Yes. In order to prove that a said tree actually fell in the forest there must have been someone to hear the sound, or how wood we know that it fell? even if someone came along afterwards its value screams from the ground, "take me".


----------



## WRW (Nov 28, 2016)

Well, it is said that no one would hear you scream in space...but wouldn't you hear yourself? Air is not the only medium that transmits sound.


----------



## TNTreeHugger (Feb 14, 2021)

.


----------



## WRW (Feb 14, 2021)

TNTreeHugger said:


> I would have thought the "oldest question in the book" would be, "How much?"


That’s the oldest PROFESSIONAL question. There were many amateur questions prior to that.


----------



## fubar2 (Nov 24, 2021)

When it concerns a man and a woman will the man still be wrong regardless of the woman hearing the tree or not?


----------



## sb47 (Nov 25, 2021)

It would still make a sound, there just wouldn't be anyone there to hear it.


----------



## J D (Nov 25, 2021)

fubar2 said:


> When it concerns a man and a woman will the man still be wrong regardless of the woman hearing the tree or not?
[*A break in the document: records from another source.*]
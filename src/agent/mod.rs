//! The orchestration core.
//!
//! `AgentService` is the single entry point for an inbound platform
//! message. It runs the whole exchange under the per-conversation
//! admission guard: consent gate, live commands, history normalization,
//! the tool-call loop, and reply delivery.

pub mod cache;
pub mod config;
pub mod error;
pub mod guard;
pub mod history;
pub mod orchestrator;
pub mod tools;
pub mod types;

use std::collections::HashSet;
use std::sync::Arc;
use std::sync::atomic::{AtomicU64, Ordering};

use crate::agent::config::AgentConfig;
use crate::agent::error::AgentError;
use crate::agent::guard::ConversationGuard;
use crate::agent::history::{HistoryNormalizer, is_clear_command};
use crate::agent::orchestrator::Orchestrator;
use crate::agent::types::{ConversationContext, MessageKind, PlatformMessage};
use crate::providers::ChatPlatform;
use crate::store::{ConsentStore, ReminderStore, StatEvent, UsageStats, consent::CONSENT_NOTICE};

/// Sent when the pipeline fails for any reason.
pub const ERROR_REPLY: &str =
    "Sorry, I encountered an error processing your message. Please try again.";

/// Sent for message kinds the engine refuses to process.
pub const UNSUPPORTED_REPLY: &str = "Sorry, I can't process calls, videos, locations or group \
     invites. Text, voice notes, images and documents all work.";

/// Confirmation for a live `/clear` command.
pub const CLEAR_CONFIRMATION: &str = "Conversation history cleared. Let's start fresh!";

/// Every n-th reply to a non-whitelisted user carries the sponsor nudge.
const NUDGE_PERIOD: u64 = 10;

/// End-to-end message pipeline.
pub struct AgentService {
    config: AgentConfig,
    platform: Arc<dyn ChatPlatform>,
    guard: ConversationGuard,
    normalizer: HistoryNormalizer,
    orchestrator: Orchestrator,
    consent: Arc<ConsentStore>,
    stats: Arc<UsageStats>,
    reminders: Option<Arc<ReminderStore>>,
    sponsor_message: Option<String>,
    sponsor_whitelist: HashSet<String>,
    reply_counter: AtomicU64,
}

impl AgentService {
    /// Assemble the pipeline from its already-wired parts.
    #[must_use]
    pub fn new(
        config: AgentConfig,
        platform: Arc<dyn ChatPlatform>,
        normalizer: HistoryNormalizer,
        orchestrator: Orchestrator,
        consent: Arc<ConsentStore>,
        stats: Arc<UsageStats>,
    ) -> Self {
        let guard = ConversationGuard::new(config.guard.clone(), Arc::clone(&platform));
        Self {
            config,
            platform,
            guard,
            normalizer,
            orchestrator,
            consent,
            stats,
            reminders: None,
            sponsor_message: None,
            sponsor_whitelist: HashSet::new(),
            reply_counter: AtomicU64::new(0),
        }
    }

    /// Attach the reminder store so a live `/clear` also drops the
    /// conversation's pending reminders.
    #[must_use]
    pub fn with_reminder_store(mut self, reminders: Arc<ReminderStore>) -> Self {
        self.reminders = Some(reminders);
        self
    }

    /// Enable the periodic sponsor nudge, skipping whitelisted senders.
    #[must_use]
    pub fn with_sponsor_nudge(
        mut self,
        message: impl Into<String>,
        whitelist: HashSet<String>,
    ) -> Self {
        self.sponsor_message = Some(message.into());
        self.sponsor_whitelist = whitelist;
        self
    }

    /// Handle one inbound message end to end.
    ///
    /// Returns `true` if the message was admitted (group messages that do
    /// not mention the bot, busy conversations and quiet-period triggers
    /// are dropped). Pipeline failures never propagate: the sender gets a
    /// fixed error reply and the guard state is always released.
    pub async fn handle_message(&self, message: PlatformMessage) -> bool {
        if message.from_me {
            return false;
        }
        if message.is_group && !message.mentions_me {
            tracing::debug!(
                conversation = %message.conversation_id,
                "ignoring group message without mention"
            );
            return false;
        }

        self.guard
            .run_exclusive(&message.conversation_id, || async {
                if let Err(e) = self.respond(&message).await {
                    tracing::error!(
                        conversation = %message.conversation_id,
                        "pipeline failed: {e}"
                    );
                    if let Err(e) = self
                        .platform
                        .send_text(&message.conversation_id, ERROR_REPLY)
                        .await
                    {
                        tracing::error!("failed to deliver error reply: {e}");
                    }
                }
            })
            .await
    }

    async fn respond(&self, message: &PlatformMessage) -> Result<(), AgentError> {
        if !self.consent.has_accepted(&message.sender) {
            self.consent.mark_accepted(&message.sender)?;
            return self
                .platform
                .send_text(&message.conversation_id, CONSENT_NOTICE)
                .await;
        }

        if message.kind.is_unsupported() {
            return self
                .platform
                .send_text(&message.conversation_id, UNSUPPORTED_REPLY)
                .await;
        }

        if let Some(event) = stat_event(message.kind) {
            self.stats.record(&message.sender, event);
        }

        if message.kind == MessageKind::Text && is_clear_command(&message.body) {
            self.platform.clear_history(&message.conversation_id).await?;
            if let Some(reminders) = &self.reminders {
                reminders.clear_for(&message.conversation_id)?;
            }
            return self
                .platform
                .send_text(&message.conversation_id, CLEAR_CONFIRMATION)
                .await;
        }

        let history = self
            .platform
            .fetch_history(&message.conversation_id, self.config.history_limit)
            .await?;
        let ctx = ConversationContext {
            conversation_id: message.conversation_id.clone(),
            is_group: message.is_group,
        };
        let turns = self.normalizer.normalize(&history, &ctx).await;

        let reply = self
            .orchestrator
            .converse(turns, &message.conversation_id)
            .await?;

        if let Some(thinking) = &reply.thinking {
            tracing::debug!(
                conversation = %message.conversation_id,
                "model reasoning: {thinking}"
            );
        }

        if let Some(png) = &reply.artifact {
            self.platform
                .send_image(&message.conversation_id, png)
                .await?;
        }

        let mut answer = reply.answer;
        if let Some(nudge) = self.nudge_for(&message.sender) {
            answer.push_str("\n\n");
            answer.push_str(nudge);
        }
        self.platform
            .send_text(&message.conversation_id, &answer)
            .await
    }

    /// Deterministic nudge cadence: every `NUDGE_PERIOD`-th reply overall,
    /// unless the sender is whitelisted or the nudge is disabled.
    fn nudge_for(&self, sender: &str) -> Option<&str> {
        let message = self.sponsor_message.as_deref()?;
        if self.sponsor_whitelist.contains(sender) {
            return None;
        }
        let n = self.reply_counter.fetch_add(1, Ordering::Relaxed) + 1;
        (n % NUDGE_PERIOD == 0).then_some(message)
    }
}

const fn stat_event(kind: MessageKind) -> Option<StatEvent> {
    match kind {
        MessageKind::Text => Some(StatEvent::Message),
        MessageKind::Voice | MessageKind::Audio => Some(StatEvent::Audio),
        MessageKind::Image => Some(StatEvent::Image),
        MessageKind::Sticker => Some(StatEvent::Sticker),
        MessageKind::Document => Some(StatEvent::Document),
        MessageKind::Call
        | MessageKind::Video
        | MessageKind::Location
        | MessageKind::GroupInvite => None,
    }
}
If a man speaks in the woods & there's no woman around to hear him... is he still wrong?


----------



## capetrees (Nov 25, 2021)

brookpederson said:


> If a tree falls in the forest and know one is around to hear it does it make a sound?? :msp_tongue:


I thought it was chicken or the egg.


----------



## DutchWoodPecker (Jan 2, 2022)

capetrees said:


> I thought it was chicken or the egg.


That one is easily solved.
Unfertilized chicken eggs are also called chicken eggs.
So they are called after the mother, and not after the chick.
So the bird that was in the evolutionary tree aaaaaaaaalmost a chicken laid and egg, which was an aaaaaaalmost-chicken-egg. From that egg hatched the first chicken.

So the chicken came first


----------



## SS396driver (Jan 2, 2022)

DutchWoodPecker said:


> That one is easily solved.
> Unfertilized chicken eggs are also called chicken eggs.
> So they are called after the mother, and not after the chick.
> So the bird that was in the evolutionary tree aaaaaaaaalmost a chicken laid and egg, which was an aaaaaaalmost-chicken-egg. From that egg hatched the first chicken.
> ...


Nope the rooster did ....


----------



## Backyard Lumberjack (Jan 20, 2022)




----------



## olyman (Jul 28, 2022)

Backyard Lumberjack said:


> View attachment 957717


man this post is old,,, we need a update.....................


----------



## GL0B0TREE (Aug 3, 2022)

Incoming update~ 


GLOBOTREE said:


> Yes. In order to prove that a said tree actually fell in the forest there must have been someone to hear the sound, or how wood we know that it fell? even if someone came along afterwards its value screams from the ground, "take me".





SS396driver said:


> Nope the rooster did ....


"And may the force be with you"


----------



## ballisticdoughnut (Aug 3, 2022)

brookpederson said:


> If a tree falls in the forest and know one is around to hear it does it make a sound?? :msp_tongue:


Of course it does. Just because you weren’t there to hear it doesn’t mean it didn’t make a sound.


----------



## Bubster (Aug 3, 2022)

I fell down in the woods one day and hurt my knee.I screamed like a little girl.Hope nobody was around it.


----------